La prévention des traumatismes crâniens fait partie des mesures essentielles de santé publique ; en effet avec 150.000 patients, dont 10.000 sévères, dénombrés chaque année par leurs passages hospitaliers, les TC constituent une cause majeure de décès et de séquelles graves notamment chez les sujets jeunes.

Incidence du traumatisme crânien en France

Cette incidence (nombre de nouveaux cas chaque année) estimée aux environs de 150.000 est sans aucun doute sous-évaluée car nombres de traumatisés crâniens légers ne consultent pas systématiquement. La représentation majoritaire de la population masculine est assez nette à tous les âges avec un pic différentiel très important pour la tranche 15-25 ans et deux pics moindres avant 5 ans et après 75 ans ; pour la première tranche cette différence s’explique essentiellement par la plus grande fréquence des accidents de la circulation chez les adolescents et les hommes jeunes.

Causes

Les accidents de la circulation et les chutes sont , en France, les deux causes principales ; mais elles évoluent : les premiers constituaient 60% des blessés hospitalisés en 1985 contre 30% pour les chutes ; actuellement elles ont tendance à se rapprocher grâce aux progrès de la prévention routière qui diminue le nombre d’accidents et du fait du vieillissement de la population qui augmente celui des chutes. Les deux autres causes importantes sont les accidents du travail et la pratique sportive. Les traumatismes crâniens par agression (armes à feu ou armes blanches, directs ou indirects ) sont une cause mineure en France, contrairement aux Etats-Unis où les lésions par arme à feu ont dépassé les accidents de la circulation !

Populations particulières

Les enfants

La grande majorité des TC de l’enfant résulte de chutes ; avant 2 ans c’est en général la chute d’une table à langer ou des bras de ses parents ; entre 2 et 5 ans il tombe de sa hauteur, puis du haut d’un meuble ou d’une fenêtre ; à partir de 6 ans il tombe en traversant la rue, de bicyclette ou à l’occasion d’activités sportives ; la part des accidents de la circulation augmente avec l’âge. Une cause très particulière de traumatisme crânien chez le très jeune enfant est la maltraitance avec le syndrome très particulier « du bébé secoué » ( cf Bébé secoué ).

Les jeunes

Les jeunes dans la tranche de 15 à 25 ans sont les plus concernés : ils représentent 13% de la population, mais 28% des personnes tuées sur la route. Les jeunes et surtout les garçons prennent plus de risques, les perçoivent moins bien et acceptent de toute façon des risques plus importants ; l’alcoolisation y joue très souvent un rôle favorisant , voire déterminant. Le traumatisé crânien grave est typiquement un garçon d’une vingtaine d’années, accidenté une nuit de WE , au petit matin au sortir d’une discothèque.

Les personnes âgées

Ont en principe des accidents moins fréquents mais cette notion est en train de changer car le nombre de chutes augmente de façon très importante du fait du vieillissement de la population. Par ailleurs la mortalité y est beaucoup plus élevée et croit de façon spectaculaire après 70 ans .

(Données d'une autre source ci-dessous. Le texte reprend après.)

// General
pub const DEFAULT_MAX_TOKEN_ALLOWED: u32 = 8000;
pub const HANDLE_TIMEOUT_SECS: u64 = 120;
pub const DISCOVERY_TIMEOUT_SECS: u64 = 30;

// HuggingFace
pub const HUGGINGFACE_API_BASE_URL: &str = "https://api-inference.huggingface.co/v1/";
pub const HUGGINGFACE_INFERENCE_URL_PREFIX: &str = "https://api-inference.huggingface.co/models";
pub const HUGGINGFACE_API_KEY_ENV: &str = "HuggingFace_API_KEY";
pub const HUGGINGFACE_API_KEY_LINK: &str = "https://huggingface.co/settings/tokens";
pub const MULTIMODAL_IMAGE_FILENAME: &str = "input.png";

// LMStudio
pub const LMSTUDIO_DEFAULT_BASE_URL: &str = "http://127.0.0.1:1234";
pub const LMSTUDIO_API_KEY_ENV: &str = "LMSTUDIO_API_KEY";
pub const LMSTUDIO_BASE_URL_ENV: &str = "LMSTUDIO_API_BASE_URL";
pub const LMSTUDIO_API_KEY_LINK: &str = "http://127.0.0.1:1234/settings/tokens";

Les personnes défavorisées

De multiples observations suggèrent une forte surexposition de ces populations aux traumatismes crâniens ; il faut également noter que dans un nombre de cas significatif des conflits ou des drames familiaux précèdent la survenue d’un tel accident.On peut imaginer que des soucis graves non résolus soient un facteur de perte d’attention et de démotivation à la prudence.

Prévalence des séquelles

La prévalence des TC ( le nombre total de blessés avec des séquelles à un moment donné sur un territoire donné – la France en l’occurrence ) est difficile à estimer ; des études américaines évoquent une prévalence de 2000 sur 100.000 habitants ; si l’on rapporte ce chiffre à la population française, notre pays pourrait compter plus d’un million de patients souffrant des séquelles d’un traumatisme crânien à un moment donné !

PRÉVENTION

Les accidents de la circulation

Les mesures de sécurité routière ont considérablement fait baisser le nombre des accidents de la circulation : 17.000 tués en 1970 contre 3500 en 2015 ;alors que le parc automobile ne cesse de croître ! Au cours des 20 dernières années le nombre de tués a été divisé par 2 alors que la circulation a augmenté de 80%. Ces mesures restent cependant insuffisantes ; grâce aux progrès de la prise en charge des blessés le nombre de patients présentant de lourdes séquelles n’a pas diminué dans les mêmes proportions.

La prédominance masculine reste évidente : pour le même kilométrage parcouru deux tiers des victimes sont des hommes. Les décès par accidents de circulation sont en rapport pour :

  • 40% avec un traumatisme crânien
  • 35% avec un traumatisme thoracique
  • 10% avec un traumatisme crânien et thoracique.

Le trauma crânien est donc la première cause de mortalité en accidentologie routière puisque celle-ci approche de 50%.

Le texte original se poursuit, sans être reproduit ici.